= Provided information =
★ ★ ★
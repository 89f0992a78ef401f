//! End-to-end tests through the router and encryption gateway

use axum::body::{to_bytes, Body};
use axum::http::{Method, Request, StatusCode};
use axum::Router;
use base64::engine::general_purpose::STANDARD as BASE64;
use base64::Engine;
use keel::{router, AppState};
use keel_channel::{
    ClientHandshake, ClientSession, EncryptedEnvelope, HandshakeResponse, HandshakeService,
    InMemorySessionStore, KeyExchangeProvider, DEFAULT_SESSION_TTL, KEY_LEN,
};
use keel_plugin_host::{testing, CleanupRetry, PluginRegistry, RegistryConfig};
use serde_json::{json, Value};
use std::sync::Arc;
use std::time::Duration;
use tempfile::TempDir;
use tower::ServiceExt;

fn app(dir: &TempDir, require_encryption: bool) -> Router {
    app_with_ttl(dir, require_encryption, DEFAULT_SESSION_TTL)
}

fn app_with_ttl(dir: &TempDir, require_encryption: bool, session_ttl: Duration) -> Router {
    let registry = PluginRegistry::new(RegistryConfig {
        storage_root: dir.path().to_path_buf(),
        cleanup_retry: CleanupRetry {
            max_attempts: 3,
            base_delay: Duration::from_millis(1),
        },
        ..Default::default()
    })
    .expect("registry");
    let handshake = HandshakeService::new(
        Arc::new(KeyExchangeProvider::ephemeral()),
        session_ttl,
    );

    router(AppState::new(
        registry,
        Arc::new(InMemorySessionStore::new()),
        handshake,
        require_encryption,
    ))
}

async fn send(app: &Router, method: Method, uri: &str, body: Body) -> (StatusCode, Vec<u8>) {
    let request = Request::builder()
        .method(method)
        .uri(uri)
        .header("content-type", "application/json")
        .body(body)
        .unwrap();
    let response = app.clone().oneshot(request).await.unwrap();
    let status = response.status();
    let bytes = to_bytes(response.into_body(), usize::MAX).await.unwrap();
    (status, bytes.to_vec())
}

async fn handshake(app: &Router, fingerprint: &str) -> ClientSession {
    let client = ClientHandshake::new(fingerprint).unwrap();
    let body = serde_json::to_vec(&client.request()).unwrap();

    let (status, bytes) = send(app, Method::POST, "/handshake/init", Body::from(body)).await;
    assert_eq!(status, StatusCode::OK);

    let response: HandshakeResponse = serde_json::from_slice(&bytes).unwrap();
    client.complete(&response).unwrap()
}

/// Send an encrypted JSON body and open the encrypted answer
async fn send_encrypted(
    app: &Router,
    session: &ClientSession,
    method: Method,
    uri: &str,
    payload: Value,
) -> (StatusCode, Value) {
    let envelope = session
        .seal(&serde_json::to_vec(&payload).unwrap())
        .unwrap();
    let (status, bytes) = send(
        app,
        method,
        uri,
        Body::from(serde_json::to_vec(&envelope).unwrap()),
    )
    .await;

    let reply: EncryptedEnvelope = serde_json::from_slice(&bytes)
        .unwrap_or_else(|_| panic!("response to {} was not sealed: {}", uri, status));
    let plaintext = session.open(&reply).unwrap();
    let value = if plaintext.is_empty() {
        Value::Null
    } else {
        serde_json::from_slice(&plaintext).unwrap()
    };
    (status, value)
}

fn upload_body(name: &str, os: &str) -> Value {
    json!({
        "pluginName": name,
        "assemblyBytesBase64": BASE64.encode(testing::echo_module(name, os, "1.0.0")),
    })
}

#[tokio::test]
async fn test_windows_echo_scenario() {
    let dir = TempDir::new().unwrap();
    let app = app(&dir, true);

    let session = handshake(&app, "client-a").await;
    assert_eq!(session.key().len(), KEY_LEN);

    let (status, record) = send_encrypted(
        &app,
        &session,
        Method::POST,
        "/plugins",
        upload_body("WindowsEcho", "windows"),
    )
    .await;
    assert_eq!(status, StatusCode::OK);
    assert_eq!(record["name"], "WindowsEcho");
    assert_eq!(record["targetOS"], "windows");
    assert_eq!(record["supportedVersion"], "1.0.0");

    let (status, body) = send_encrypted(
        &app,
        &session,
        Method::POST,
        "/execute",
        json!({"targetOS": "windows", "version": "1.0.0", "command": "ping"}),
    )
    .await;
    assert_eq!(status, StatusCode::OK);
    assert_eq!(body["output"], "windows:ping");

    let (status, body) = send_encrypted(
        &app,
        &session,
        Method::POST,
        "/execute",
        json!({"targetOS": "linux", "version": "1.0.0", "command": "ping"}),
    )
    .await;
    assert_eq!(status, StatusCode::NOT_FOUND);
    assert_eq!(body["error"], "No compatible plugin found.");
}

#[tokio::test]
async fn test_list_is_open_and_unload_round_trip() {
    let dir = TempDir::new().unwrap();
    let app = app(&dir, true);
    let session = handshake(&app, "client-a").await;

    send_encrypted(
        &app,
        &session,
        Method::POST,
        "/plugins",
        upload_body("LinuxEcho", "linux"),
    )
    .await;

    let (status, bytes) = send(&app, Method::GET, "/plugins", Body::empty()).await;
    assert_eq!(status, StatusCode::OK);
    let listed: Value = serde_json::from_slice(&bytes).unwrap();
    assert_eq!(listed.as_array().unwrap().len(), 1);

    let target = json!({"name": "LinuxEcho", "targetOS": "linux", "version": "1.0.0"});
    let (status, body) =
        send_encrypted(&app, &session, Method::DELETE, "/plugins", target.clone()).await;
    // 204 is normalised so the sealed envelope can be returned
    assert_eq!(status, StatusCode::OK);
    assert_eq!(body, Value::Null);

    let (status, _) = send_encrypted(&app, &session, Method::DELETE, "/plugins", target).await;
    assert_eq!(status, StatusCode::NOT_FOUND);
}

#[tokio::test]
async fn test_plaintext_to_encrypted_endpoint_is_unauthorized() {
    let dir = TempDir::new().unwrap();
    let app = app(&dir, true);

    let body = json!({"targetOS": "windows", "version": "1.0.0", "command": "ping"});
    let (status, _) = send(
        &app,
        Method::POST,
        "/execute",
        Body::from(body.to_string()),
    )
    .await;
    assert_eq!(status, StatusCode::UNAUTHORIZED);

    let (status, _) = send(&app, Method::POST, "/execute", Body::empty()).await;
    assert_eq!(status, StatusCode::UNAUTHORIZED);
}

#[tokio::test]
async fn test_unknown_session_is_unauthorized() {
    let dir = TempDir::new().unwrap();
    let app = app(&dir, true);

    let envelope = EncryptedEnvelope::seal(&[3u8; KEY_LEN], "deadbeef", "client-a", b"{}").unwrap();
    let (status, _) = send(
        &app,
        Method::POST,
        "/execute",
        Body::from(serde_json::to_vec(&envelope).unwrap()),
    )
    .await;
    assert_eq!(status, StatusCode::UNAUTHORIZED);
}

#[tokio::test]
async fn test_corrupted_ciphertext_is_forbidden() {
    let dir = TempDir::new().unwrap();
    let app = app(&dir, true);
    let session = handshake(&app, "client-a").await;

    let mut envelope = session.seal(b"{\"targetOS\":\"linux\"}").unwrap();
    let mut ciphertext = BASE64.decode(&envelope.ciphertext_base64).unwrap();
    ciphertext[0] ^= 0xFF;
    envelope.ciphertext_base64 = BASE64.encode(ciphertext);

    let (status, _) = send(
        &app,
        Method::POST,
        "/execute",
        Body::from(serde_json::to_vec(&envelope).unwrap()),
    )
    .await;
    assert_eq!(status, StatusCode::FORBIDDEN);

    let mut short_nonce = session.seal(b"{}").unwrap();
    short_nonce.nonce_base64 = BASE64.encode([0u8; 4]);
    let (status, _) = send(
        &app,
        Method::POST,
        "/execute",
        Body::from(serde_json::to_vec(&short_nonce).unwrap()),
    )
    .await;
    assert_eq!(status, StatusCode::FORBIDDEN);
}

#[tokio::test]
async fn test_handshake_rejects_blank_fields() {
    let dir = TempDir::new().unwrap();
    let app = app(&dir, true);

    for body in [
        json!({"clientPublicKeyBase64": "", "clientFingerprint": "client-a"}),
        json!({"clientPublicKeyBase64": "AAAA", "clientFingerprint": " "}),
        json!({"clientPublicKeyBase64": "!!!", "clientFingerprint": "client-a"}),
    ] {
        let (status, _) = send(
            &app,
            Method::POST,
            "/handshake/init",
            Body::from(body.to_string()),
        )
        .await;
        assert_eq!(status, StatusCode::BAD_REQUEST);
    }
}

#[tokio::test]
async fn test_upload_name_mismatch_is_bad_request() {
    let dir = TempDir::new().unwrap();
    let app = app(&dir, true);
    let session = handshake(&app, "client-a").await;

    let body = json!({
        "pluginName": "Expected",
        "assemblyBytesBase64": BASE64.encode(testing::echo_module("Declared", "linux", "1.0.0")),
    });
    let (status, _) = send_encrypted(&app, &session, Method::POST, "/plugins", body).await;
    assert_eq!(status, StatusCode::BAD_REQUEST);

    let (_, bytes) = send(&app, Method::GET, "/plugins", Body::empty()).await;
    let listed: Value = serde_json::from_slice(&bytes).unwrap();
    assert!(listed.as_array().unwrap().is_empty());
}

#[tokio::test]
async fn test_plaintext_allowed_when_encryption_disabled() {
    let dir = TempDir::new().unwrap();
    let app = app(&dir, false);

    let (status, _) = send(
        &app,
        Method::POST,
        "/plugins",
        Body::from(upload_body("LinuxEcho", "linux").to_string()),
    )
    .await;
    assert_eq!(status, StatusCode::OK);

    let body = json!({"targetOS": "linux", "version": "1.0.0", "command": "status"});
    let (status, bytes) = send(
        &app,
        Method::POST,
        "/execute",
        Body::from(body.to_string()),
    )
    .await;
    assert_eq!(status, StatusCode::OK);
    let value: Value = serde_json::from_slice(&bytes).unwrap();
    assert_eq!(value["output"], "linux:status");
}

#[tokio::test]
async fn test_expired_session_is_unauthorized() {
    let dir = TempDir::new().unwrap();
    let app = app_with_ttl(&dir, true, Duration::ZERO);
    let session = handshake(&app, "client-a").await;

    let envelope = session
        .seal(&serde_json::to_vec(&upload_body("LinuxEcho", "linux")).unwrap())
        .unwrap();
    let (status, bytes) = send(
        &app,
        Method::POST,
        "/plugins",
        Body::from(serde_json::to_vec(&envelope).unwrap()),
    )
    .await;
    assert_eq!(status, StatusCode::UNAUTHORIZED);

    let body: Value = serde_json::from_slice(&bytes).unwrap();
    assert!(body["error"].is_string());
}

#[tokio::test]
async fn test_module_failure_is_sealed_generic_error() {
    let dir = TempDir::new().unwrap();
    let app = app(&dir, true);
    let session = handshake(&app, "client-a").await;

    let body = json!({
        "pluginName": "Broken",
        "assemblyBytesBase64": BASE64.encode(testing::trapping_module("Broken", "linux", "1.0.0")),
    });
    let (status, _) = send_encrypted(&app, &session, Method::POST, "/plugins", body).await;
    assert_eq!(status, StatusCode::OK);

    let (status, body) = send_encrypted(
        &app,
        &session,
        Method::POST,
        "/execute",
        json!({"targetOS": "linux", "version": "1.0.0", "command": "ping"}),
    )
    .await;
    assert_eq!(status, StatusCode::INTERNAL_SERVER_ERROR);
    assert_eq!(body["error"], "Plugin execution failed.");
}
★ ★ ★
= Requirement =
Only the count, nothing else: how many lines of the records hold the word "listed"?

= Output for this exercise =
4